- [Task to complete]: All of the data below should be written out exactly.
Start of Source information
//! Task data model and store

pub mod metadata;
pub mod model;
pub mod store;

pub use metadata::{
    GoalBinding, Hold, HoldReason, JoinKeys, Origin, OriginKind, RigGMeta, RigGReplanState,
    RigGSignals, SolveResultSubstrate, SolverMeta, SterlingExecProvenance, SterlingMeta,
    TaskMetadata, TaskProvenance,
};
pub use model::{
    new_task_id, StepMeta, Task, TaskId, TaskSource, TaskStatus, TaskStep, TaskType,
    INTENT_LEAF_PREFIX,
};
pub use store::{SetTaskOptions, StoreStats, TaskFilter, TaskHistoryEntry, TaskStore};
End of Source information
- [Answer to the exercise]:
//! Task data model and store

pub mod metadata;
pub mod model;
pub mod store;

pub use metadata::{
    GoalBinding, Hold, HoldReason, JoinKeys, Origin, OriginKind, RigGMeta, RigGReplanState,
    RigGSignals, SolveResultSubstrate, SolverMeta, SterlingExecProvenance, SterlingMeta,
    TaskMetadata, TaskProvenance,
};
pub use model::{
    new_task_id, StepMeta, Task, TaskId, TaskSource, TaskStatus, TaskStep, TaskType,
    INTENT_LEAF_PREFIX,
};
pub use store::{SetTaskOptions, StoreStats, TaskFilter, TaskHistoryEntry, TaskStore};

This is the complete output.